5. The three Sunday mornings in December will be practice for the children's Christmas program during adult Sunday School.
6. Paula wanted us to know that everyone is invited next Saturday to make make blankets for the women's shelter.
Darlene, Ken and Chuck transitioned us into worship, accompanied by Drake on percussion. After Brad's opening prayer. Chuck spoke briefly about God's grace and then sang "Grace, Marvelous Grace" with the trio. The congregation joined in singing a number of worship choruses, followed by the trio giving us a cheerful rendition of the Gaither's "God Is Good. (He's Good All the Time)".
There were a number of prayer requests including prayer for our veterans as tomorrow is Veterans Day.
Drake read the first verses of Matthew, the genealogy of Jesus.
What A Surprise
What was Matthew thinking to start with this genealogy? You would think he'd start with something that would grab people's attention.
But back in those days people liked genealogies. They told stories, didn't play video games. A genealogy gave people a sense of identity. "I'm not just a nobody. I am a somebody, connected to these people. I have a history." In Jesus' day it was an oral tradition to recount the stories of your forefather. And to be a priest you would have had to trace your genealogy to the line of Aaron.
What's surprising is how Matthew slips in some unexpected names in this opening story about the Messiah. For example, in verse 3, he mentions Tamar. This is not a story you want associated with a genealogy.
Tamar's story is found in Genesis 38. Judah found a Canaanite woman named Tamar to marry his son Er. Er was wicked and was ultimately killed. It was a tradition that when the son dies the father Judah is supposed to take care of her, but he doesn't. Tamar decides to deceive Judah, dresses as a prostitute and seduces him. He can't pay at the moment but lets her have his staff, seal and cord as security. A few months later the pregnant Tamar is accused of prostitution on account of her being pregnant, and the proper sentence is stoning. Except that when she produces the staff, seal and cord it is apparent that Judah has wronged her (now twice) and he intervenes.
So this is all part of the story of the genealogy of Jesus of Nazareth.

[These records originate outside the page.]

//! Shared client utilities and error types for the CLI.

use std::fmt::{self, Display, Formatter};
use std::time::Duration;

use anyhow::anyhow;
use flvd_api::models::ProblemDetails;
use reqwest::header::{HeaderMap, HeaderValue};
use reqwest::{Client, StatusCode, Url};

pub(crate) const HEADER_REQUEST_ID: &str = "x-request-id";

/// CLI-level error type to distinguish validation from operational failures.
#[derive(Debug)]
pub(crate) enum CliError {
    Validation(String),
    Failure(anyhow::Error),
}

/// Convenience alias for functions returning a `CliError`.
pub(crate) type CliResult<T> = Result<T, CliError>;

impl CliError {
    pub(crate) fn validation(message: impl Into<String>) -> Self {
        Self::Validation(message.into())
    }

    pub(crate) fn failure(error: impl Into<anyhow::Error>) -> Self {
        Self::Failure(error.into())
    }

    pub(crate) const fn exit_code(&self) -> i32 {
        match self {
            Self::Validation(_) => 2,
            Self::Failure(_) => 3,
        }
    }

    pub(crate) fn display_message(&self) -> String {
        match self {
            Self::Validation(message) => message.clone(),
            Self::Failure(error) => format!("{error:#}"),
        }
    }
}

impl Display for CliError {
    fn fmt(&self, formatter: &mut Formatter<'_>) -> fmt::Result {
        formatter.write_str("cli error")
    }
}

impl std::error::Error for CliError {}

/// HTTP client and target service passed to command handlers.
#[derive(Clone)]
pub(crate) struct AppContext {
    pub(crate) client: Client,
    pub(crate) base_url: Url,
}

impl AppContext {
    /// Build a client that tags every call with `trace_id`.
    ///
    /// `timeout` of `None` leaves calls unbounded; downloads last as long as
    /// the stream.
    pub(crate) fn new(base_url: Url, timeout: Option<u64>, trace_id: &str) -> CliResult<Self> {
        let mut default_headers = HeaderMap::new();
        let request_id = HeaderValue::from_str(trace_id).map_err(|_| {
            CliError::failure(anyhow!("trace identifier contains invalid characters"))
        })?;
        default_headers.insert(HEADER_REQUEST_ID, request_id);

        let mut builder = Client::builder().default_headers(default_headers);
        if let Some(secs) = timeout {
            builder = builder.timeout(Duration::from_secs(secs));
        }
        let client = builder
            .build()
            .map_err(|err| CliError::failure(anyhow!("failed to build HTTP client: {err}")))?;

        Ok(Self { client, base_url })
    }
}

/// Parse the API URL provided to the CLI.
pub(crate) fn parse_url(input: &str) -> Result<Url, String> {
    input
        .parse::<Url>()
        .map_err(|err| format!("invalid URL '{input}': {err}"))
}

/// Classify a non-success HTTP response into a CLI error.
pub(crate) async fn classify_problem(response: reqwest::Response) -> CliError {
    let status = response.status();
    let bytes = response.bytes().await.unwrap_or_default();

    let body_text = String::from_utf8_lossy(&bytes).to_string();
    let problem = serde_json::from_slice::<ProblemDetails>(&bytes).ok();

    let mut message = problem
        .as_ref()
        .and_then(|p| p.detail.clone())
        .unwrap_or_else(|| {
            problem
                .as_ref()
                .map_or_else(|| body_text.trim().to_string(), |p| p.title.clone())
        });
    if let Some(params) = problem.as_ref().and_then(|p| p.invalid_params.as_ref()) {
        for param in params {
            message.push_str(&format!("; {}: {}", param.pointer, param.message));
        }
    }

    if matches!(
        status,
        StatusCode::BAD_REQUEST | StatusCode::CONFLICT | StatusCode::UNPROCESSABLE_ENTITY
    ) {
        CliError::validation(message)
    } else if problem.is_some() || !body_text.is_empty() {
        CliError::failure(anyhow!("{message} (status {status})"))
    } else {
        CliError::failure(anyhow!("request failed with status {status}"))
    }
}

#[cfg(test)]
mod tests {
    use super::*;
    use anyhow::Result;
    use httpmock::MockServer;
    use httpmock::prelude::*;
    use serde_json::json;

    #[test]
    fn exit_codes_split_validation_from_failure() {
        assert_eq!(CliError::validation("bad").exit_code(), 2);
        assert_eq!(CliError::failure(anyhow!("down")).exit_code(), 3);
        assert_eq!(CliError::validation("bad").display_message(), "bad");
    }

    #[test]
    fn parse_url_reports_invalid_input() {
        assert!(parse_url("http://127.0.0.1:7071").is_ok());
        assert!(parse_url("not a url").is_err_and(|err| err.contains("not a url")));
    }

    #[tokio::test]
    async fn conflict_problem_is_a_validation_error() -> Result<()> {
        let server = MockServer::start_async().await;
        server.mock(|when, then| {
            when.method(GET).path("/busy");
            then.status(409).json_body(json!({
                "type": "/problems/conflict",
                "title": "conflict",
                "status": 409,
                "detail": "a download to /tmp/a.flv is already running"
            }));
        });

        let response = reqwest::get(server.url("/busy")).await?;
        let err = classify_problem(response).await;
        assert_eq!(err.exit_code(), 2);
        assert_eq!(
            err.display_message(),
            "a download to /tmp/a.flv is already running"
        );
        Ok(())
    }

    #[tokio::test]
    async fn invalid_params_are_listed_in_the_message() -> Result<()> {
        let server = MockServer::start_async().await;
        server.mock(|when, then| {
            when.method(GET).path("/invalid");
            then.status(400).json_body(json!({
                "type": "/problems/bad-request",
                "title": "bad request",
                "status": 400,
                "detail": "request failed validation",
                "invalid_params": [{"pointer": "/title", "message": "path_separator"}]
            }));
        });

        let response = reqwest::get(server.url("/invalid")).await?;
        let err = classify_problem(response).await;
        assert_eq!(
            err.display_message(),
            "request failed validation; /title: path_separator"
        );
        Ok(())
    }

    #[tokio::test]
    async fn server_errors_are_operational_failures() -> Result<()> {
        let server = MockServer::start_async().await;
        server.mock(|when, then| {
            when.method(GET).path("/broken");
            then.status(500);
        });

        let response = reqwest::get(server.url("/broken")).await?;
        let err = classify_problem(response).await;
        assert_eq!(err.exit_code(), 3);
        assert!(err.display_message().contains("500"));
        Ok(())
    }
}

Interestingly enough, Tamar gives birth to to twin sons, and the hand of one comes out first so the nurses tie a red cord on his wrist. This red thread will carry through much of the story and is next found in the story of another woman in the genealogical account, Rahab, who was not only a prostitute but a gentile. She didn't just dress like a prostitute; she was a prostitute.
There were three options for single women in ancient times: starve, beg or be a prostitute. According to Old Testment Scripture, Rahab hid the spies who came to Jericho when Israel came to take back the land. When Jericho was destroyed, Rahab was saved by identifying her location with a red cord.

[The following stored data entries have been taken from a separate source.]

#![forbid(unsafe_code)]
#![deny(
    unused_must_use,
    unreachable_pub,
    clippy::all,
    clippy::pedantic,
    clippy::nursery,
    rustdoc::broken_intra_doc_links,
    rustdoc::bare_urls,
    missing_docs
)]

//! `flvdctl` entrypoint.

use std::process;

#[tokio::main]
async fn main() {
    let exit_code = flvd_cli::run().await;
    if exit_code != 0 {
        process::exit(exit_code);
    }
}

Ruth was yet another listed in this genealogy. Ruth a Moabite. Moabites were offspring of the incestuous relationship between Abraham's brother Lot and his eldest daughter.

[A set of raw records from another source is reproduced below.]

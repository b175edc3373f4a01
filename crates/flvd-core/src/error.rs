//! Error types for download core services.

use std::error::Error;
use std::path::PathBuf;

use thiserror::Error;

/// Primary error type for download and removal faults.
///
/// In-domain outcomes (fetch codes, removal statuses) are never expressed as
/// errors; this type only covers conditions where no status code applies.
#[derive(Debug, Error)]
pub enum DownloadError {
    /// Another download is already writing to the same output path.
    #[error("output path busy")]
    OutputBusy {
        /// Output path that is currently being written.
        path: PathBuf,
    },
    /// A request argument was rejected before dispatch.
    #[error("invalid download input")]
    InvalidInput {
        /// Field that failed validation.
        field: &'static str,
        /// Static reason describing the failure.
        reason: &'static str,
        /// Offending value when available.
        value: Option<String>,
    },
    /// The operation faulted outside the status-code contract.
    #[error("download operation failed")]
    OperationFailed {
        /// Operation identifier.
        operation: &'static str,
        /// Output path involved when available.
        path: Option<PathBuf>,
        /// Underlying failure.
        #[source]
        source: Box<dyn Error + Send + Sync>,
    },
}

/// Convenience alias for download core results.
pub type DownloadResult<T> = Result<T, DownloadError>;

#[cfg(test)]
mod tests {
    use super::*;
    use std::io;

    #[test]
    fn download_error_messages_are_constant() {
        let busy = DownloadError::OutputBusy {
            path: PathBuf::from("/tmp/out/clip1.flv"),
        };
        assert_eq!(busy.to_string(), "output path busy");
        assert!(busy.source().is_none());

        let invalid = DownloadError::InvalidInput {
            field: "title",
            reason: "empty",
            value: None,
        };
        assert_eq!(invalid.to_string(), "invalid download input");

        let failed = DownloadError::OperationFailed {
            operation: "download.join",
            path: None,
            source: Box::new(io::Error::other("join")),
        };
        assert_eq!(failed.to_string(), "download operation failed");
        assert!(failed.source().is_some());
    }
}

Then there is another woman mentioned in this genealogical account, Uriah's wife, with whom we are all familiar as the story of David and Bathsheba has been often recounted, yet another scandal in the genealogical line.
What brad noted here is that it's a genealogy that is inclusive. This is not a pristine history of perfect people without spot or blemish. Rather, it is a collection of sinners, from whom a spotless lamb emerged.
Christ is not ashamed of sinners. He even puts them in His family tree. In fact, His nickname was "friend of sinners." On the day he was crucified Jesus was dressed in a scarlet robe. Throughout this inglorious past these is the thread of grace, the red strand, the red cord.
Brad then read a Tony Campolo story about waking early one morning in Hawaii and going to a restaurant. It was a place where Honolulu prostitutes gathered at the end of a night's work or in the midst of. Campolo overheard one of them say her birthday was the following day, but then noted she has never had a birthday party in her life. Campolo took this opportunity to conspire with the restaurant owner to throw Agnes a birthday. The effect is stunning, core-shaking.
When the restaurant owner learns that Campolo is in the ministry, he asks, "What kind of church do you belong to?'
"I belong to the kind of church that throws birthday parties for prostitutes at 3:30 in the morning."
We're not here to win Christians to our churches from other churches. We're here to bring Christ to the truly needy. Prostitutes, kings and everyone in between on that genealogical list.
"My challenge to us," Brad said, "is that during this season you will pray like crazy for people who you want to see touched and changed. The Messiah is still looking for people who feel like they are a million miles away."